Si « tous les grands romans, d’une manière ou d’une autre, ont toujours été des infidélités par rapport au contrat social d’une époque donnée », comme l’affirmait Philippe Muray dans Exorcismes spirituels IV et que « trahir le contrat social qui nous est imposée par les charlatans de l’heure est l’essence même de l’expérience romanesque actuelle », alors Les Terres mortes en est un et des plus méchants et réjouissants de ces dernières années.
Un monde sans pitié
Rien ne va plus dans la petite bourgade de Saint-Lô. Il y a Pierre-André, le directeur triomphant du supermarché Martin et qui se procure des « jouissances occultes » à écraser de sa superbe ses subalternes dont font désormais partie son frère Bernard et sa belle-sœur Émilie que Pierre-André a embauché par pitié, couple de losers qu’il aime humilier lors du gigot dominical – et qui lui fait oublier Marc-Antoine, son directeur adjoint qui n’attend qu’un prétexte pour le faire tomber et prendre sa place. Il y a Jamil, musulman gay, rejeté par sa famille pour cette raison. Et Hichem, « l’arabe de droite » qui ose ne pas se reconnaître dans le combat décolonial auquel on veut l’assigner et que l’on finira par pousser au suicide – car rien de pire, aux yeux de l’antiraciste que le racisé qui ne joue pas le rôle qu’on attend de lui. Enfin, il y a Louis, le normalien marxiste, promis à une brillante carrière de gauchiste impitoyable et qui, au nom du mouvement politique qu’il vient de créer, La Nouvelle Action Directe, a toute latitude pour assouvir tous les crimes sociaux et symboliques dont il rêve en secret pourvu qu’ils servent la cause et même s’il a du mal à s’avouer l’excitation que lui procure la belle Naïma qu’il aime d’un « racisme inavouable, hypocritement inversé en fantasme de la belle Orientale » – et qu’il a piqué à son frère Adrien.

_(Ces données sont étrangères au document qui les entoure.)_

use std::time::Duration;

use clap::Args;
use tinnitus_core::{
    deliver, Config, Event, Preset, SequenceController, SimulatedTicks, TickSource,
};

use crate::host::{cue_sink, RealtimeTicks};

#[derive(Args)]
pub struct SessionArgs {
    /// Routine: meditation, relaxation, jaw, massage, stretches
    preset: Preset,
    /// Stop after this many ticks
    #[arg(long)]
    ticks: Option<u64>,
    /// Wait a real second between ticks
    #[arg(long)]
    realtime: bool,
    /// Print events and the final snapshot as JSON lines
    #[arg(long)]
    json: bool,
}

fn describe(preset: Preset, controller: &SequenceController, event: &Event) -> Option<String> {
    let noun = preset.step_noun();
    let count = controller.routine().step_count();
    match event {
        Event::SequenceStarted { step_index, .. } => Some(format!(
            "{noun} {} of {count}: {}\n  {} remaining",
            step_index + 1,
            controller.current_prompt(),
            controller.clock()
        )),
        Event::SequencePaused { .. } => Some(format!("Paused at {}", controller.clock())),
        Event::Checkpoint { remaining_secs, .. } => Some(format!("  {remaining_secs}s remaining")),
        Event::StepAdvanced { step_index, .. } => Some(format!(
            "{noun} {} of {count}: {}",
            step_index + 1,
            controller.current_prompt()
        )),
        Event::SequenceCompleted { .. } => Some(format!("{} complete.", controller.routine().title)),
        _ => None,
    }
}

pub fn run(args: SessionArgs, config: &Config) -> Result<(), Box<dyn std::error::Error>> {
    let routine = config.routine(args.preset)?;
    let mut controller = SequenceController::new(routine);
    let mut sink = cue_sink(&config.settings);
    let mut ticks: Box<dyn TickSource> = if args.realtime {
        Box::new(RealtimeTicks::new(Duration::from_secs(1), args.ticks)?)
    } else {
        match args.ticks {
            Some(limit) => Box::new(SimulatedTicks::limited(limit)),
            None => Box::new(SimulatedTicks::unbounded()),
        }
    };
    tracing::debug!(preset = %args.preset, realtime = args.realtime, "session starting");

    if !args.json {
        println!("{}", controller.routine().title);
    }
    let start = controller.toggle_running();
    let emit = |controller: &SequenceController, event: &Event| -> Result<(), serde_json::Error> {
        if args.json {
            println!("{}", serde_json::to_string(event)?);
        } else if let Some(line) = describe(args.preset, controller, event) {
            println!("{line}");
        }
        Ok(())
    };
    emit(&controller, &start)?;
    deliver(&mut sink, [&start]);

    while controller.is_running() {
        if ticks.next_tick().is_none() {
            break;
        }
        let events = controller.tick();
        for event in &events {
            emit(&controller, event)?;
        }
        deliver(&mut sink, &events);
    }

    if args.json {
        println!("{}", serde_json::to_string(&controller.snapshot())?);
    } else if !controller.is_finished() {
        println!(
            "Stopped at {} of step {} ({:.0}% done)",
            controller.clock(),
            controller.step_index() + 1,
            controller.overall_progress_pct()
        );
    }
    Ok(())
}
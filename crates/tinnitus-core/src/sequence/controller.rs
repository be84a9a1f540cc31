//! Guided routine state machine.
//!
//! One controller backs every timed screen. It does not own a timer: the
//! caller delivers one `tick()` per elapsed second, and the controller only
//! counts down while running.
//!
//! ## State Transitions
//!
//! ```text
//! Paused <-> Running -> (next step, Running) ... -> Finished
//! ```
//!
//! ## Usage
//!
//! ```
//! use tinnitus_core::{Preset, SequenceController};
//!
//! let mut routine = SequenceController::new(Preset::Meditation.routine());
//! routine.toggle_running();
//! while routine.is_running() {
//!     routine.tick();
//! }
//! assert!(routine.is_finished());
//! ```

use serde::{Deserialize, Serialize};

use super::routine::Routine;
use crate::events::Event;

#[derive(Debug, Clone, Serialize, Deserialize)]
pub struct SequenceController {
    routine: Routine,
    step_index: usize,
    remaining_secs: u32,
    running: bool,
    finished: bool,
}

/// Read-only view of a controller for rendering.
#[derive(Debug, Clone, PartialEq, Serialize, Deserialize)]
pub struct SequenceSnapshot {
    pub title: String,
    pub step_index: usize,
    pub step_count: usize,
    pub prompt: String,
    pub remaining_secs: u32,
    pub step_secs: u32,
    pub clock: String,
    pub running: bool,
    pub finished: bool,
    pub overall_progress_pct: f64,
}

impl SequenceController {
    /// Starts paused on the first step with a full countdown.
    pub fn new(routine: Routine) -> Self {
        let remaining_secs = routine.step_secs;
        Self {
            routine,
            step_index: 0,
            remaining_secs,
            running: false,
            finished: false,
        }
    }

    // ── Queries ──────────────────────────────────────────────────────

    pub fn routine(&self) -> &Routine {
        &self.routine
    }

    pub fn step_index(&self) -> usize {
        self.step_index
    }

    pub fn remaining_secs(&self) -> u32 {
        self.remaining_secs
    }

    pub fn is_running(&self) -> bool {
        self.running
    }

    pub fn is_finished(&self) -> bool {
        self.finished
    }

    pub fn current_prompt(&self) -> &str {
        self.routine
            .steps
            .get(self.step_index)
            .map(String::as_str)
            .unwrap_or_default()
    }

    /// 0.0 .. 1.0 progress within the current step.
    pub fn step_progress(&self) -> f64 {
        let total = self.routine.step_secs;
        if total == 0 {
            return 0.0;
        }
        1.0 - (f64::from(self.remaining_secs) / f64::from(total))
    }

    /// Seconds counted down since the routine began.
    pub fn elapsed_secs(&self) -> u64 {
        self.routine.cumulative_secs(self.step_index)
            + u64::from(self.routine.step_secs.saturating_sub(self.remaining_secs))
    }

    /// 0.0 .. 100.0 progress across the whole routine.
    pub fn overall_progress_pct(&self) -> f64 {
        let total = self.routine.total_secs();
        if total == 0 {
            return 0.0;
        }
        (self.elapsed_secs() as f64 / total as f64 * 100.0).min(100.0)
    }

    /// Remaining time of the current step as `MM:SS`.
    pub fn clock(&self) -> String {
        format!("{:02}:{:02}", self.remaining_secs / 60, self.remaining_secs % 60)
    }

    pub fn snapshot(&self) -> SequenceSnapshot {
        SequenceSnapshot {
            title: self.routine.title.clone(),
            step_index: self.step_index,
            step_count: self.routine.step_count(),
            prompt: self.current_prompt().to_string(),
            remaining_secs: self.remaining_secs,
            step_secs: self.routine.step_secs,
            clock: self.clock(),
            running: self.running,
            finished: self.finished,
            overall_progress_pct: self.overall_progress_pct(),
        }
    }

    // ── Commands ─────────────────────────────────────────────────────

    /// Start or pause. Remaining time is kept across a pause.
    ///
    /// A finished routine stays stopped until [`reset`](Self::reset).
    pub fn toggle_running(&mut self) -> Event {
        self.running = !self.running && !self.finished;
        tracing::debug!(
            title = %self.routine.title,
            running = self.running,
            step = self.step_index,
            remaining = self.remaining_secs,
            "sequence toggled"
        );
        if self.running {
            Event::SequenceStarted {
                step_index: self.step_index,
                remaining_secs: self.remaining_secs,
            }
        } else {
            Event::SequencePaused {
                step_index: self.step_index,
                remaining_secs: self.remaining_secs,
            }
        }
    }

    /// Call once per elapsed second.
    ///
    /// Returns the events that happen on this tick, in order: a checkpoint
    /// cue, then the step-advance or completion event when the countdown
    /// reaches zero. Paused or finished controllers ignore ticks.
    pub fn tick(&mut self) -> Vec<Event> {
        let mut events = Vec::new();
        if !self.running || self.finished {
            return events;
        }

        self.remaining_secs = self.remaining_secs.saturating_sub(1);
        if let Some(cue) = self.routine.checkpoint.cue_for(self.remaining_secs) {
            events.push(Event::Checkpoint {
                step_index: self.step_index,
                remaining_secs: self.remaining_secs,
                cue,
            });
        }
        if self.remaining_secs > 0 {
            return events;
        }

        if self.step_index + 1 < self.routine.step_count() {
            self.step_index += 1;
            self.remaining_secs = self.routine.step_secs;
            tracing::debug!(
                title = %self.routine.title,
                step = self.step_index,
                "sequence step advanced"
            );
            events.push(Event::StepAdvanced {
                step_index: self.step_index,
                duration_secs: self.routine.step_secs,
                cue: self.routine.advance_cue,
            });
        } else {
            self.running = false;
            self.finished = true;
            tracing::debug!(title = %self.routine.title, "sequence completed");
            events.push(Event::SequenceCompleted {
                step_index: self.step_index,
            });
        }
        events
    }

    /// Back to the first step, paused, with a full countdown.
    pub fn reset(&mut self) {
        self.step_index = 0;
        self.remaining_secs = self.routine.step_secs;
        self.running = false;
        self.finished = false;
    }
}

Ce dernier, notre personnage préféré, c’est l’écrivain raté, spectateur impuissant de tout ce mal banal qui l’entoure mais de cette « banalité qui impressionne » et qui est le fait moins de salauds objectifs que celui, autrement plus pernicieux, de salauds moraux, arrivistes de la vertu, fascistes du bien, ce qui sous la plume de Boksztejn, devient pléonastique.
« Je vous connais, se disait [Adrien]. Je sais, dans les couilles de votre Bien adoré, les songes génocidaires ! Vous bandez de morale, nous dévorant pour bander et bandant de nous digérer dans le ventre de vos principes. Une tête coupée par-ci ou un camp d'extermination par-là, enfin, le beau progrès vous regarde. Choisis ta cause, camarade ! ».
Pauvre gauche, aussi, engluée dans son réductionnisme social, hors de tout sacré, de toute métaphysique, de toute poésie, la grande affaire d’Adrien – et qui a même perverti Naïma, nouvelle passionaria des opprimés et qui s’est mise à croire aux promesses militantes :
« La vulgarité de pareils émois déconcerta Adrien. Seule grâce là-dedans : ces illuminés sont les premiers fusillés dès que leur cause triomphe, à l'heure où on exécute les partisans honnêtes, les intransigeants trop probes, les insurgés de salon qui répugnent à ce que la médiocrité reprenne ses droits. Ces victimes du futur rejoignent ainsi l'unique confrérie, celles des assassinés. Naïma était peut-être une demoiselle de cette race-là, celle des pendus à venir. »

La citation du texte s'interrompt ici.